## What to produce
Set down again exactly the lines of the listing below that fall between the line holding "repository 6919dcc4dad858bb" and the line holding "a blocking worker.", inclusive.

## Exercise data
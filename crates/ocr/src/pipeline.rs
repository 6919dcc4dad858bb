use std::path::Path;
use std::sync::Arc;

use image::DynamicImage;
use serde::Serialize;
use thiserror::Error;
use tracing::info;

use crate::extract::Extractor;
use crate::orientation::{self, Normalized};
use crate::preprocess::{self, PreprocessError};
use crate::recognizer::{OcrBackend, OcrError};
use crate::types::{ExtractedReceipt, Rotation};

#[derive(Debug, Error)]
pub enum PipelineError {
    #[error("IO error: {0}")]
    Io(#[from] std::io::Error),
    #[error("Image preprocessing failed: {0}")]
    Preprocess(#[from] PreprocessError),
    #[error("OCR recognition failed: {0}")]
    Ocr(#[from] OcrError),
    #[error("Receipt worker failed: {0}")]
    Worker(#[from] tokio::task::JoinError),
}

/// The result of a single receipt processing run.
#[derive(Debug, Clone, Serialize)]
pub struct ScanResult {
    /// Rotation applied before the text pass; `None` if the image was kept as is.
    pub rotation: Option<Rotation>,
    /// Mean token confidence of the chosen rotation.
    pub orientation_confidence: Option<f32>,
    /// Structured fields extracted from the OCR text.
    pub extracted: ExtractedReceipt,
}

/// Orchestrates: decode → prepare → orientation search → OCR → extract.
pub struct ReceiptPipeline<R> {
    recognizer: Arc<R>,
}

impl<R> Clone for ReceiptPipeline<R> {
    fn clone(&self) -> Self {
        Self { recognizer: Arc::clone(&self.recognizer) }
    }
}

impl<R: OcrBackend + 'static> ReceiptPipeline<R> {
    pub fn new(recognizer: R) -> Self {
        Self { recognizer: Arc::new(recognizer) }
    }

    /// Process a file on disk.
    pub async fn process_file(&self, path: &Path) -> Result<ScanResult, PipelineError> {
        let bytes = tokio::fs::read(path).await?;
        info!("Processing receipt: {}", path.display());
        self.process_bytes(bytes).await
    }

    /// Process raw bytes (upload or camera capture) on a blocking worker.
    pub async fn process_bytes(&self, data: Vec<u8>) -> Result<ScanResult, PipelineError> {
        let recognizer = Arc::clone(&self.recognizer);
        tokio::task::spawn_blocking(move || -> Result<ScanResult, PipelineError> {
            let image = preprocess::decode(&data)?;
            scan_image(recognizer.as_ref(), image)
        })
        .await?
    }

    /// Synchronous variant for callers that already own a decoded image.
    pub fn scan(&self, image: DynamicImage) -> Result<ScanResult, PipelineError> {
        scan_image(self.recognizer.as_ref(), image)
    }
}

fn scan_image<R: OcrBackend + ?Sized>(
    recognizer: &R,
    image: DynamicImage,
) -> Result<ScanResult, PipelineError> {
    // 1. Prepare and pick the best orientation.
    let normalized = orientation::normalize(image, recognizer);
    let orientation_confidence = normalized.confidence();
    let Normalized { image, rotation, .. } = normalized;

    // 2. Text pass on the chosen image.
    let ocr_text = recognizer.recognize_text(&image)?;

    // 3. Extract structured fields.
    let extracted = Extractor::extract(&ocr_text);
    info!(
        rotation = rotation.map(Rotation::degrees),
        store = extracted.store_name.as_deref(),
        date = extracted.date_text.as_deref(),
        total = extracted.total_text.as_deref(),
        "receipt extracted"
    );

    Ok(ScanResult { rotation, orientation_confidence, extracted })
}

// ── Tests ─────────────────────────────────────────────────────────────────────

#[cfg(test)]
mod tests {
    use super::*;
    use crate::recognizer::MockRecognizer;
    use crate::types::OcrOutput;
    use image::{GrayImage, ImageBuffer, Luma};
    use std::sync::atomic::{AtomicUsize, Ordering};

    fn tiny_png() -> Vec<u8> {
        let img: GrayImage = ImageBuffer::from_fn(4, 4, |_, _| Luma([200u8]));
        preprocess::encode_as_png(&DynamicImage::ImageLuma8(img)).unwrap()
    }

    /// Fails the scoring pass on every angle but still answers the text pass.
    struct TextOnly {
        scoring_calls: AtomicUsize,
    }

    impl OcrBackend for TextOnly {
        fn recognize(&self, _image: &DynamicImage) -> Result<OcrOutput, OcrError> {
            self.scoring_calls.fetch_add(1, Ordering::SeqCst);
            Err(OcrError::Engine("no layout".into()))
        }

        fn recognize_text(&self, _image: &DynamicImage) -> Result<String, OcrError> {
            Ok("TARGET\n07/04/2025\nTOTAL $18.20".into())
        }
    }

    struct Broken;

    impl OcrBackend for Broken {
        fn recognize(&self, _image: &DynamicImage) -> Result<OcrOutput, OcrError> {
            Err(OcrError::Engine("engine crashed".into()))
        }
    }

    #[tokio::test]
    async fn process_bytes_produces_scan_result() {
        let pipeline = ReceiptPipeline::new(MockRecognizer::new(
            "STARBUCKS\n01/15/2025\nTotal $5.50\nVISA",
        ));

        let result = pipeline.process_bytes(tiny_png()).await.unwrap();

        assert_eq!(result.rotation, Some(Rotation::Deg0));
        assert_eq!(result.orientation_confidence, Some(90.0));
        assert_eq!(result.extracted.store_name.as_deref(), Some("STARBUCKS"));
        assert_eq!(result.extracted.date_text.as_deref(), Some("01/15/2025"));
        assert_eq!(result.extracted.total_text.as_deref(), Some("5.50"));
    }

    #[tokio::test]
    async fn process_file_reads_from_disk() {
        let dir = tempfile::tempdir().unwrap();
        let path = dir.path().join("receipt.png");
        std::fs::write(&path, tiny_png()).unwrap();

        let pipeline = ReceiptPipeline::new(MockRecognizer::new("COSTCO\nTOTAL 99.10"));
        let result = pipeline.process_file(&path).await.unwrap();
        assert_eq!(result.extracted.total_text.as_deref(), Some("99.10"));
    }

    #[tokio::test]
    async fn process_file_missing_is_io_error() {
        let pipeline = ReceiptPipeline::new(MockRecognizer::new(""));
        let err = pipeline
            .process_file(Path::new("/nonexistent/receipt.png"))
            .await
            .unwrap_err();
        assert!(matches!(err, PipelineError::Io(_)));
    }

    #[tokio::test]
    async fn corrupt_image_is_a_single_structured_error() {
        let pipeline = ReceiptPipeline::new(MockRecognizer::new("unused"));
        let err = pipeline.process_bytes(b"not an image".to_vec()).await.unwrap_err();
        assert!(matches!(err, PipelineError::Preprocess(PreprocessError::Load(_))));
    }

    #[test]
    fn scoring_failures_degrade_to_unrotated_image() {
        let pipeline = ReceiptPipeline::new(TextOnly { scoring_calls: AtomicUsize::new(0) });
        let image = preprocess::decode(&tiny_png()).unwrap();

        let result = pipeline.scan(image).unwrap();

        assert_eq!(pipeline.recognizer.scoring_calls.load(Ordering::SeqCst), 4);
        assert_eq!(result.rotation, None);
        assert_eq!(result.orientation_confidence, None);
        assert_eq!(result.extracted.store_name.as_deref(), Some("TARGET"));
        assert_eq!(result.extracted.total_text.as_deref(), Some("18.20"));
    }

    #[test]
    fn text_pass_failure_is_surfaced() {
        let pipeline = ReceiptPipeline::new(Broken);
        let image = preprocess::decode(&tiny_png()).unwrap();
        assert!(matches!(pipeline.scan(image), Err(PipelineError::Ocr(_))));
    }

    #[tokio::test]
    async fn empty_text_yields_empty_receipt() {
        let pipeline = ReceiptPipeline::new(MockRecognizer::new(""));
        let result = pipeline.process_bytes(tiny_png()).await.unwrap();
        assert!(result.extracted.is_empty());
        assert_eq!(result.extracted.raw_text, "");
        // No tokens means no confident rotation.
        assert_eq!(result.rotation, None);
    }
}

## Result of the exercise
repository 6919dcc4dad858bb
use std::path::Path;
use std::sync::Arc;

use image::DynamicImage;
use serde::Serialize;
use thiserror::Error;
use tracing::info;

use crate::extract::Extractor;
use crate::orientation::{self, Normalized};
use crate::preprocess::{self, PreprocessError};
use crate::recognizer::{OcrBackend, OcrError};
use crate::types::{ExtractedReceipt, Rotation};

#[derive(Debug, Error)]
pub enum PipelineError {
    #[error("IO error: {0}")]
    Io(#[from] std::io::Error),
    #[error("Image preprocessing failed: {0}")]
    Preprocess(#[from] PreprocessError),
    #[error("OCR recognition failed: {0}")]
    Ocr(#[from] OcrError),
    #[error("Receipt worker failed: {0}")]
    Worker(#[from] tokio::task::JoinError),
}

/// The result of a single receipt processing run.
#[derive(Debug, Clone, Serialize)]
pub struct ScanResult {
    /// Rotation applied before the text pass; `None` if the image was kept as is.
    pub rotation: Option<Rotation>,
    /// Mean token confidence of the chosen rotation.
    pub orientation_confidence: Option<f32>,
    /// Structured fields extracted from the OCR text.
    pub extracted: ExtractedReceipt,
}

/// Orchestrates: decode → prepare → orientation search → OCR → extract.
pub struct ReceiptPipeline<R> {
    recognizer: Arc<R>,
}

impl<R> Clone for ReceiptPipeline<R> {
    fn clone(&self) -> Self {
        Self { recognizer: Arc::clone(&self.recognizer) }
    }
}

impl<R: OcrBackend + 'static> ReceiptPipeline<R> {
    pub fn new(recognizer: R) -> Self {
        Self { recognizer: Arc::new(recognizer) }
    }

    /// Process a file on disk.
    pub async fn process_file(&self, path: &Path) -> Result<ScanResult, PipelineError> {
        let bytes = tokio::fs::read(path).await?;
        info!("Processing receipt: {}", path.display());
        self.process_bytes(bytes).await
    }

    /// Process raw bytes (upload or camera capture) on a blocking worker.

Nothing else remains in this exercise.